There are a number of puzzle game out there on the market. Many of them are your standard fare of something dropping from down below, forcing you to manipulate them to create lines, rows, loops, and so forth. But there are some that don't rely on reflexes as much and force you to be more of a thinker. Lolo is one of those games, and it does so brilliantly. I like this game a lot!

Graphics are done pretty well. Typically, puzzles are not heavy on the eye-candy, and mostly focus and the job at hand. That's often why we like them so much. The graphics in this game do the job, but they aren't breathtaking.

Music and sound is a bit of an irk for me. While I like the level music, there's only one theme for all the levels, and there are 50 levels. Thus, the same music is looped over, and over, and over, and... you get the point. While it isn't heavily annoying, there are no other choices of music to play, nor is there any way to turn off the music unless you hit the Mute button on the TV. It's a pity, too: While the music is feh, the sounds are actually pretty nice. Soft, restrained, but oddly realistic. Don't ask me to explain that last sentence.

The Play Control has its ups and downs. For one thing, the obligatory "I give up" button is present, so if you screw up you can quickly and painlessly commit suicide instead of having to walk in front of a Medusa or waiting for that Alma to run you over. I also like the concept of the half-block. In fact, half-blocks have actually helped me clear a few rooms, whether they were part of the solution or not. It gets a bit annoying, though, when Lolo pushes a frame a wee bit too far, and you're forced to concede because there's no way to recover the block. Also, a major irk is that there's no pause. Granted, the enemies don't start moving until you do, but I've been called for dinner in the middle of a puzzle once too often for it to be a small annoyance.

As for the plot, It's your standard fare. Princess Lala (Imagine a pink ping-pong ball with feet and a tail) is captured by the Devil himself, and it's up to Lolo (Ditto, only blue) to storm the Devil's Tower (if you can pick that pun up, you're sharp) and retrieve her. OK, I guess. The one disappointment I had is when I got near the end, and the game said I was going to fight the Devil "One on One." Turns out the only battling I did was turning him into an egg and booting him off the screen. I'd hardly call that mano-a-mano.

The challenge of this game lies in its conventions. Walk right in front of Medusa, and you get zapped. Spend too long in a narrow passage, and a Leeper pins you inside.
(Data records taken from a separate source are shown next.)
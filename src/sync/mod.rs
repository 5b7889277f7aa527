// Cross-tab leader election and state replication

pub mod tab_id;
pub mod protocol;
pub mod hub;
pub mod election;

pub use tab_id::TabId;
pub use protocol::{Envelope, SyncMessage};
pub use hub::{BusSender, SyncBus, SyncHub};
pub use election::{ElectionEffect, ElectionState, LeaderElection};
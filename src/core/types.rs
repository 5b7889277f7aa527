// Domain types shared by the store, the merge worker and the sync bus

use serde::{Deserialize, Serialize};
use std::collections::HashMap;
use std::fmt;
use std::sync::Arc;

/// Direction of the last tick relative to the asset's own previous price
#[derive(Debug, Clone, Copy, PartialEq, Eq, Default, Serialize, Deserialize)]
#[serde(rename_all = "lowercase")]
pub enum PriceDirection {
    Up,
    Down,
    #[default]
    Neutral,
}

/// One tracked instrument as shown on the dashboard
#[derive(Debug, Clone, PartialEq, Default, Serialize, Deserialize)]
#[serde(rename_all = "camelCase", default)]
pub struct Asset {
    pub id: String,
    pub symbol: String,
    pub name: String,
    pub price: f64,
    pub change24h: f64,
    pub change7d: f64,
    pub change30d: f64,
    pub market_cap: f64,
    pub volume24h: f64,
    pub high24h: f64,
    pub low24h: f64,
    pub circulating_supply: f64,
    pub total_supply: Option<f64>,
    pub ath: f64,
    pub ath_date: String,
    pub rank: u32,
    pub image: String,
    pub sparkline: Vec<f64>,
    pub last_updated: String,
    pub price_direction: PriceDirection,
}

impl Asset {
    /// Join key used by incremental ticks: lowercase symbol + "usdt"
    pub fn symbol_key(&self) -> String {
        format!("{}usdt", self.symbol.to_lowercase())
    }
}

/// The in-memory asset collection.
///
/// Both the list and each entry are reference counted so that "unchanged"
/// can be checked with `Arc::ptr_eq` instead of a deep comparison.
pub type AssetList = Arc<[Arc<Asset>]>;

pub fn asset_list(assets: Vec<Asset>) -> AssetList {
    assets.into_iter().map(Arc::new).collect()
}

/// One tick for one symbol
#[derive(Debug, Clone, Copy, PartialEq, Default, Serialize, Deserialize)]
#[serde(rename_all = "camelCase")]
pub struct PriceUpdate {
    pub price: f64,
    pub change24h: f64,
    #[serde(default, skip_serializing_if = "Option::is_none")]
    pub high24h: Option<f64>,
    #[serde(default, skip_serializing_if = "Option::is_none")]
    pub low24h: Option<f64>,
    #[serde(default, skip_serializing_if = "Option::is_none")]
    pub volume24h: Option<f64>,
    #[serde(default, skip_serializing_if = "Option::is_none")]
    pub direction: Option<PriceDirection>,
}

impl PriceUpdate {
    pub fn new(price: f64, change24h: f64) -> Self {
        Self {
            price,
            change24h,
            ..Default::default()
        }
    }

    pub fn with_direction(mut self, direction: PriceDirection) -> Self {
        self.direction = Some(direction);
        self
    }
}

/// Batch of ticks keyed by symbol key ("btcusdt").
///
/// Inserting a key twice keeps the later tick, which is what coalescing
/// several queued batches in receipt order requires.
#[derive(Debug, Clone, Default, PartialEq, Serialize, Deserialize)]
#[serde(transparent)]
pub struct PriceUpdates(HashMap<String, PriceUpdate>);

impl PriceUpdates {
    pub fn new() -> Self {
        Self::default()
    }

    pub fn single(key: impl Into<String>, update: PriceUpdate) -> Self {
        let mut updates = Self::new();
        updates.insert(key, update);
        updates
    }

    pub fn insert(&mut self, key: impl Into<String>, update: PriceUpdate) {
        self.0.insert(key.into(), update);
    }

    /// Fold a later batch into this one
    pub fn absorb(&mut self, later: PriceUpdates) {
        self.0.extend(later.0);
    }

    pub fn get(&self, key: &str) -> Option<&PriceUpdate> {
        self.0.get(key)
    }

    pub fn len(&self) -> usize {
        self.0.len()
    }

    pub fn is_empty(&self) -> bool {
        self.0.is_empty()
    }

    pub fn iter(&self) -> impl Iterator<Item = (&String, &PriceUpdate)> {
        self.0.iter()
    }
}

impl FromIterator<(String, PriceUpdate)> for PriceUpdates {
    fn from_iter<I: IntoIterator<Item = (String, PriceUpdate)>>(iter: I) -> Self {
        Self(iter.into_iter().collect())
    }
}

/// Aggregate market snapshot, replaced wholesale on refresh
#[derive(Debug, Clone, PartialEq, Default, Serialize, Deserialize)]
#[serde(rename_all = "camelCase")]
pub struct GlobalData {
    pub total_mcap: f64,
    pub total_volume: f64,
    pub btc_dominance: f64,
    pub eth_dominance: f64,
    pub active_currencies: u64,
    pub mcap_change24h: f64,
}

#[derive(Debug, Clone, PartialEq, Eq, Serialize, Deserialize)]
pub struct FearGreedData {
    /// 0-100
    pub value: u8,
    pub label: String,
}

impl Default for FearGreedData {
    fn default() -> Self {
        Self {
            value: 50,
            label: "Neutral".to_string(),
        }
    }
}

#[derive(Debug, Clone, Copy, PartialEq, Eq, Default, Serialize, Deserialize)]
#[serde(rename_all = "lowercase")]
pub enum WsStatus {
    #[default]
    Connecting,
    Connected,
    Disconnected,
    Reconnecting,
}

/// Coarse market mood, ordered from most bearish to most bullish
#[derive(Debug, Clone, Copy, PartialEq, Eq, PartialOrd, Ord, Hash, Default, Serialize, Deserialize)]
#[serde(rename_all = "SCREAMING_SNAKE_CASE")]
pub enum MarketRegime {
    Bear,
    #[default]
    Crab,
    Bull,
    Surge,
}

impl fmt::Display for MarketRegime {
    fn fmt(&self, f: &mut fmt::Formatter<'_>) -> fmt::Result {
        let label = match self {
            MarketRegime::Bear => "BEAR",
            MarketRegime::Crab => "CRAB",
            MarketRegime::Bull => "BULL",
            MarketRegime::Surge => "SURGE",
        };
        f.write_str(label)
    }
}

/// Trading bias, ordered from STRONG_SELL to STRONG_BUY
#[derive(Debug, Clone, Copy, PartialEq, Eq, PartialOrd, Ord, Hash, Default, Serialize, Deserialize)]
#[serde(rename_all = "SCREAMING_SNAKE_CASE")]
pub enum AiSignal {
    StrongSell,
    Sell,
    #[default]
    Neutral,
    Buy,
    StrongBuy,
}

impl fmt::Display for AiSignal {
    fn fmt(&self, f: &mut fmt::Formatter<'_>) -> fmt::Result {
        let label = match self {
            AiSignal::StrongSell => "STRONG_SELL",
            AiSignal::Sell => "SELL",
            AiSignal::Neutral => "NEUTRAL",
            AiSignal::Buy => "BUY",
            AiSignal::StrongBuy => "STRONG_BUY",
        };
        f.write_str(label)
    }
}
Your job is to collect all the hearts while avoiding these hazards. But it isn't as easy as it sounds. Especially when you get into the later floors, where it's the hearts themselves that are protecting you from your enemies, and just grabbing them unprepared exposes you to attack. You have to find a way to block those dangers before you can take what they're guarding. It's a very good way of doing things, and the fact that there are 50 puzzles allows you to warm up before taking on the big challenges.

As for the game's enjoyability, Lolo follows the same trend as Shadowgate. If you're new to the game, you'll be spending hours at a time finding the solutions to the tougher puzzles, and this game will be incredibly addicting. (A big help to this cause is how you can continue after a Game Over, thus allowing you to leap right back into the fray.) Once all the puzzles are solved, though, the interest drops. This is a game you'll want to play, beat, leave alone for a few months (or however long it takes you to forget the solutions), and start playing again. A great find, nonetheless.